Ghostwriter steals victim credentials by using phishing emails and stealing domains to trick legitimate sites like Facebook. The authors of the Mandiant report wrote that, by taking control of content management systems belonging to news sites and other heavily traded properties, UNC1151 “mainly promotes anti-NATO narratives that appear to be aimed at weakening operations against Lithuania, Latvia and Poland. regional security cooperation”.
All evidence points to Russia
Ukrainian officials say UNC1151 likely represents Russia’s use of its skills to obtain credentials and infiltrate websites to disrupt Ukrainian government websites.in a statement, they write:
So far, we can say that all the evidence points to Russia being behind the cyberattack. Moscow continues to wage hybrid warfare and actively build power in information and cyberspace.
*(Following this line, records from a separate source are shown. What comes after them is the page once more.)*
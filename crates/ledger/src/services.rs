//! Service context and ledger operations
//!
//! `ServiceContext` bundles the database, clock, config and hook registry that
//! the catalog and ledger services share.

use crate::config::LedgerConfig;
use crate::error::LedgerResult;
use crate::hooks::{HookContext, HookRegistry};
use crate::scheduler::AdditionScheduler;
use chrono::NaiveDate;
use discobase_core::{Clock, NewTransaction, SystemClock, Transaction};
use discobase_persistence::{Database, LedgerStore, TrxFilter};
use sqlx::SqlitePool;
use std::sync::Arc;
use tracing::info;

/// Context for catalog and ledger operations
pub struct ServiceContext {
    db: Database,
    clock: Arc<dyn Clock>,
    config: LedgerConfig,
    hooks: HookRegistry,
}

impl ServiceContext {
    /// Create context with the system clock and the standard handlers
    pub fn new(db: Database, config: LedgerConfig) -> Self {
        Self {
            db,
            clock: Arc::new(SystemClock),
            config,
            hooks: HookRegistry::standard(),
        }
    }

    /// Replace the clock
    pub fn with_clock(mut self, clock: Arc<dyn Clock>) -> Self {
        self.clock = clock;
        self
    }

    /// Replace the hook registry
    pub fn with_hooks(mut self, hooks: HookRegistry) -> Self {
        self.hooks = hooks;
        self
    }

    pub fn db(&self) -> &Database {
        &self.db
    }

    /// Get database pool
    pub fn pool(&self) -> &SqlitePool {
        self.db.pool()
    }

    pub fn ledger(&self) -> &LedgerStore {
        self.db.ledger()
    }

    pub fn clock(&self) -> &dyn Clock {
        self.clock.as_ref()
    }

    pub fn config(&self) -> &LedgerConfig {
        &self.config
    }

    pub fn hooks(&self) -> &HookRegistry {
        &self.hooks
    }

    /// Hook context for a dispatch happening now
    pub fn hook_context(&self) -> HookContext {
        HookContext::new(self.clock.today())
    }
}

/// Ledger Service - catch-up, listing, initial load, verification
pub struct LedgerService<'a> {
    ctx: &'a ServiceContext,
}

impl<'a> LedgerService<'a> {
    pub fn new(ctx: &'a ServiceContext) -> Self {
        Self { ctx }
    }

    /// Credit every Addition due by today
    pub async fn run_addition_catchup(&self) -> LedgerResult<Vec<Transaction>> {
        AdditionScheduler::new(self.ctx.ledger(), self.ctx.clock(), self.ctx.config())?
            .run()
            .await
    }

    /// Transactions ordered by (date, id), after running the catch-up.
    ///
    /// `filter` narrows by date range and kind.
    pub async fn get_ledger(&self, filter: &TrxFilter) -> LedgerResult<Vec<Transaction>> {
        self.run_addition_catchup().await?;
        Ok(self.ctx.ledger().list(filter).await?)
    }

    /// Transactions between two dates (inclusive), after running the catch-up
    pub async fn get_ledger_range(
        &self,
        from: Option<NaiveDate>,
        to: Option<NaiveDate>,
    ) -> LedgerResult<Vec<Transaction>> {
        let filter = TrxFilter {
            from,
            to,
            ..TrxFilter::default()
        };
        self.get_ledger(&filter).await
    }

    /// Record an existing saldo carried over from elsewhere
    pub async fn initial_load(&self, date: NaiveDate, delta: i64) -> LedgerResult<Transaction> {
        let trx = self
            .ctx
            .ledger()
            .append(NewTransaction::initial_load(date, delta))
            .await?;

        info!(
            trx_id = trx.id,
            %date,
            delta,
            balance = trx.balance,
            "Initial load recorded"
        );
        Ok(trx)
    }

    /// Current balance (0 on an empty ledger)
    pub async fn latest_balance(&self) -> i64 {
        self.ctx.ledger().latest_balance().await
    }

    /// Replay the ledger; fails with the first transaction whose stored balance
    /// disagrees with the replayed one
    pub async fn verify(&self) -> LedgerResult<i64> {
        Ok(self.ctx.ledger().verify().await?)
    }
}
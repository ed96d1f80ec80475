//! Credit ledger commands

use anyhow::{Context, Result};
use discobase_core::Transaction;
use discobase_ledger::{DiscobaseConfig, LedgerService};
use discobase_persistence::TrxFilter;

use super::{service_context, truncate};
use crate::LedgerAction;

/// Handle ledger subcommands
pub async fn handle(config: &DiscobaseConfig, action: LedgerAction) -> Result<()> {
    let ctx = service_context(config).await?;
    let ledger = LedgerService::new(&ctx);

    match action {
        LedgerAction::List {
            from,
            to,
            kind,
            ascending,
        } => {
            let filter = TrxFilter {
                from,
                to,
                kind: kind.map(|k| k.to_core_kind()),
                descending: !ascending,
            };
            let transactions = ledger.get_ledger(&filter).await?;
            print_transactions(&transactions);
        }
        LedgerAction::Catchup => {
            let added = ledger.run_addition_catchup().await?;
            if added.is_empty() {
                println!("✅ No Addition due");
            } else {
                println!("✅ Credited {} Addition(s)", added.len());
                for trx in &added {
                    println!("   {} {:+} -> {}", trx.date, trx.delta, trx.balance);
                }
            }
        }
        LedgerAction::Verify => {
            let balance = ledger
                .verify()
                .await
                .context("Ledger verification failed")?;
            println!("✅ Ledger consistent, saldo {}", balance);
        }
        LedgerAction::InitialLoad { date, delta } => {
            let trx = ledger.initial_load(date, delta).await?;
            println!("✅ Initial load #{} on {}: {:+}", trx.id, trx.date, trx.delta);
            println!("   Saldo: {}", trx.balance);
        }
        LedgerAction::Balance => {
            ledger.run_addition_catchup().await?;
            println!("💰 Saldo: {}", ledger.latest_balance().await);
        }
    }

    ctx.db().close().await;
    Ok(())
}

fn print_transactions(transactions: &[Transaction]) {
    if transactions.is_empty() {
        println!("No transactions found.");
        return;
    }

    println!(
        "{:<6} {:<12} {:<14} {:>6} {:>6}  {}",
        "ID", "Date", "Type", "Value", "Saldo", "Entry"
    );
    println!("{}", "-".repeat(90));

    for trx in transactions {
        println!(
            "{:<6} {:<12} {:<14} {:>6} {:>6}  {}",
            trx.id,
            trx.date,
            trx.kind.as_str(),
            trx.delta,
            trx.balance,
            truncate(trx.entry_label.as_deref().unwrap_or(""), 40)
        );
    }

    println!("\nTotal: {} transactions", transactions.len());
}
Russia’s cyber forces often work with the United States and Ukraine to try to use technology to change the political situation. The latest cyberattack is one manifestation of Russia’s hybrid war against Ukraine, which has been going on since 2014.
Its goal is not just to terrorize society. And destabilize the situation in Ukraine by halting public sector work and undermining Ukrainian confidence in the government. They can do this by planting false information into the information space about the vulnerability of critical information infrastructure and the “loss” of Ukrainians’ personal data.
damage assessment
There were no immediate reports that the defacements had a devastating effect on government networks, although Reuters on Monday report The Ukrainian cyber police found that last week’s defacement appeared to have destroyed “external sources of information.”
“Some external information resources were manually compromised by attackers,” police said, without elaborating. “It can already be said that the attack was more complex than modifying the website’s home page,” police added.
Microsoft, meanwhile, did not say whether the destructive data wiper it found on Ukrainian networks was only installed for possible later use, or if it was actually executed to wreak havoc.
There is no evidence that the Russian government was involved in the wiper malware or website sabotage, which Russian officials categorically deny. But given past events, Russia’s involvement is not surprising.
In 2017, a massive malware outbreak was initially thought to be ransomware Shut down computers around the world and lead to $10 billion in total losses, making it the most costly cyberattack ever.
not petya initially spread Via a legal update module of MEDoc, the widely used tax accounting application in Ukraine.Ukrainian and we Administration officials said Russia was behind the attack. In 2020, federal prosecutors charged four Russian nationals with hacking crimes involving NotPetya.